**Task item**
Determine how many lines of the entries contain "catches". Reply with that number alone.

**********

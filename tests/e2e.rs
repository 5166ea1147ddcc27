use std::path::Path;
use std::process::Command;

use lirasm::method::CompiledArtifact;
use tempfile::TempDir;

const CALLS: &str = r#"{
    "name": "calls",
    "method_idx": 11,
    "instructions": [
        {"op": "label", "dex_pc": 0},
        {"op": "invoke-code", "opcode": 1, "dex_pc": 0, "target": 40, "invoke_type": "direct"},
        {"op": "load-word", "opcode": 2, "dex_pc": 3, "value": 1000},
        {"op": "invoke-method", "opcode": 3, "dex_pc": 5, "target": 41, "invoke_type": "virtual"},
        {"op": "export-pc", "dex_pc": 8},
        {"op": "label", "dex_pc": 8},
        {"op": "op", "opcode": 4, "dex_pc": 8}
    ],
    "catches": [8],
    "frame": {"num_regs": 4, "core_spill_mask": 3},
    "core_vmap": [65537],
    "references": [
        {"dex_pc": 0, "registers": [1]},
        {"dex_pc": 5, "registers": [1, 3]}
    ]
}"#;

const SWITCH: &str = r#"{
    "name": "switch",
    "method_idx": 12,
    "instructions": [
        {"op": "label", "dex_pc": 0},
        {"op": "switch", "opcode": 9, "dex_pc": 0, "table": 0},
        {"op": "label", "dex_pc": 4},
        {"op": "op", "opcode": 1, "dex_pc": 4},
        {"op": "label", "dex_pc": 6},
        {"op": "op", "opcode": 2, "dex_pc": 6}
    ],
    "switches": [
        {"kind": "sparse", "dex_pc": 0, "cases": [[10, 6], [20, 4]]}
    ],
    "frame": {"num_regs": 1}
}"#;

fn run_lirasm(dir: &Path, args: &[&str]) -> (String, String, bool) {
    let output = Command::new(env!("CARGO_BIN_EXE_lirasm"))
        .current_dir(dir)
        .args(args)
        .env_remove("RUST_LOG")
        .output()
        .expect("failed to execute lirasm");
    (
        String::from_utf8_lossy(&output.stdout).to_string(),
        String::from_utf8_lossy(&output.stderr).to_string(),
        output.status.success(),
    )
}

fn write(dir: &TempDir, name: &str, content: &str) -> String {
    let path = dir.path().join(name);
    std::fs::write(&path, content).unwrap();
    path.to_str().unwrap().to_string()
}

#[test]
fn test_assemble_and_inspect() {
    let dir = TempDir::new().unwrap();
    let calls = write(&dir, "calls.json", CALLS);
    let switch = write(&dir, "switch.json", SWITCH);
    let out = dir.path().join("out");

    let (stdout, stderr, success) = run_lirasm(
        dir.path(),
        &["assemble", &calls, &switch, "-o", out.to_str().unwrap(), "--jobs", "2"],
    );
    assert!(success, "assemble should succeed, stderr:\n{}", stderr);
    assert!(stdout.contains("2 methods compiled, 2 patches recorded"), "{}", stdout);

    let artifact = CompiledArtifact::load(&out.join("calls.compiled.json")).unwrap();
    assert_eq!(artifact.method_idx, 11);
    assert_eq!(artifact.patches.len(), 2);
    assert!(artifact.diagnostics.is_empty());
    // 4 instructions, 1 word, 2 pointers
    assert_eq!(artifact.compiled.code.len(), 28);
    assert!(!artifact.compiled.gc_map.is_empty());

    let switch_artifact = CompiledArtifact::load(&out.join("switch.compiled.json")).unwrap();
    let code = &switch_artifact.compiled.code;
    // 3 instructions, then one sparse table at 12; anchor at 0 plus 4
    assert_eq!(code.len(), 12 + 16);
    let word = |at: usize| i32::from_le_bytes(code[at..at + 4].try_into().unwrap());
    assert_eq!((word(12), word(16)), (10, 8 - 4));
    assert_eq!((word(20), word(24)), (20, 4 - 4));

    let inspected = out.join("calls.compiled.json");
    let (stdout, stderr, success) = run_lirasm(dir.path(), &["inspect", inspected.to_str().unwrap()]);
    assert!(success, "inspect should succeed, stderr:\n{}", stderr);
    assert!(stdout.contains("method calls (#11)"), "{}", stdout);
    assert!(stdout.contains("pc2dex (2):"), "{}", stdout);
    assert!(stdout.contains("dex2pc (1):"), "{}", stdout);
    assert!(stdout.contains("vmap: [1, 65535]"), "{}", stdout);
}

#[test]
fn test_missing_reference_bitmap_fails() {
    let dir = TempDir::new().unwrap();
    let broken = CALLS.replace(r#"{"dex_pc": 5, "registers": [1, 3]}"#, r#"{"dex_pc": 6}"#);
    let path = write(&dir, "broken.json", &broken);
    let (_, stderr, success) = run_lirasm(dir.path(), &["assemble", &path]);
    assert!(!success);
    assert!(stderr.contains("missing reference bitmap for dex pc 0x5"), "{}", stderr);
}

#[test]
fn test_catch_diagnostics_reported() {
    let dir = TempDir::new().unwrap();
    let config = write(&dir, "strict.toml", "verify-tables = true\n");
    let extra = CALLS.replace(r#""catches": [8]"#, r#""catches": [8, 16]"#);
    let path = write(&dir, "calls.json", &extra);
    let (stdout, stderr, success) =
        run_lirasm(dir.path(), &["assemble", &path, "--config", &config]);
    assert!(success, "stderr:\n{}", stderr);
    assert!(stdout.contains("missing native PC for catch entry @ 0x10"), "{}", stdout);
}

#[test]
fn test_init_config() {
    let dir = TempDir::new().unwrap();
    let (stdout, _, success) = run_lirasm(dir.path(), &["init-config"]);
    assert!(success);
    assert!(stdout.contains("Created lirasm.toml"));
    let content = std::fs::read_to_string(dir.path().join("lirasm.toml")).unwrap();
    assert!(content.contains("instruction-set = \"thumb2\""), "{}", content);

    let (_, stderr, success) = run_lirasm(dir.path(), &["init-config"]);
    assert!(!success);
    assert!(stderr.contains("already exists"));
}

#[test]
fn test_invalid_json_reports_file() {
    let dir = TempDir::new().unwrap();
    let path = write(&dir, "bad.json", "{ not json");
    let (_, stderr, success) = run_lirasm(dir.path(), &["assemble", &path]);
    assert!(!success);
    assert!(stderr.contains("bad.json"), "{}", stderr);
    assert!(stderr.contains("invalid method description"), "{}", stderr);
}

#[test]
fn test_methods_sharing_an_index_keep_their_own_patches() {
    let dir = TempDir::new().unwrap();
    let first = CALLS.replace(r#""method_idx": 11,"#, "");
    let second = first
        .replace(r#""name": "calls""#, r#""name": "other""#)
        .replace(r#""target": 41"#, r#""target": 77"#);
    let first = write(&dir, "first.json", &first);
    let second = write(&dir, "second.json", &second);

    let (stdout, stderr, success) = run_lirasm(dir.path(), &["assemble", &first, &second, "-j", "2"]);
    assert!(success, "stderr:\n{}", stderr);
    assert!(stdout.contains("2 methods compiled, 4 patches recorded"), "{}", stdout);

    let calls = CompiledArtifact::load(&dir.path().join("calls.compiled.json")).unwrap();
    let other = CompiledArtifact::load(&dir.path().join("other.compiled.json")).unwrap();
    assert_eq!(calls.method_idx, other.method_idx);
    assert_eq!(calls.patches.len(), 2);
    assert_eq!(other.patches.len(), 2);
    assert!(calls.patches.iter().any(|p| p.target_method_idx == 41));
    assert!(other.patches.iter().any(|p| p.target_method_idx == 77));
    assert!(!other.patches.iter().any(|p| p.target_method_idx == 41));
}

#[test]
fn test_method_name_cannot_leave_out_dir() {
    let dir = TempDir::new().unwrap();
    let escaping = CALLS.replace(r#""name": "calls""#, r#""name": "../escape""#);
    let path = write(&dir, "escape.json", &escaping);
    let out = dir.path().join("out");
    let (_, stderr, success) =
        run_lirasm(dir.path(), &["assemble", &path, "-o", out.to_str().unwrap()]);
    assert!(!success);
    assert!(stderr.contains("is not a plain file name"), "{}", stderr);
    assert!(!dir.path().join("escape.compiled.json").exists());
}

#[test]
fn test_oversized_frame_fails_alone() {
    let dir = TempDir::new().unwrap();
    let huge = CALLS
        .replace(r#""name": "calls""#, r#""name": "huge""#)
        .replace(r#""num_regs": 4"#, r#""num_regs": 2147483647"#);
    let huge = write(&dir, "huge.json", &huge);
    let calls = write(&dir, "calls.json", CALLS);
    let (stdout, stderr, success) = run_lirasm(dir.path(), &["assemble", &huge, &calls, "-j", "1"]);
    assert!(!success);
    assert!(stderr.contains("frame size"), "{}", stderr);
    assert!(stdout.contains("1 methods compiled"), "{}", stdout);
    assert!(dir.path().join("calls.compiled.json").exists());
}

**********

**Response below**
2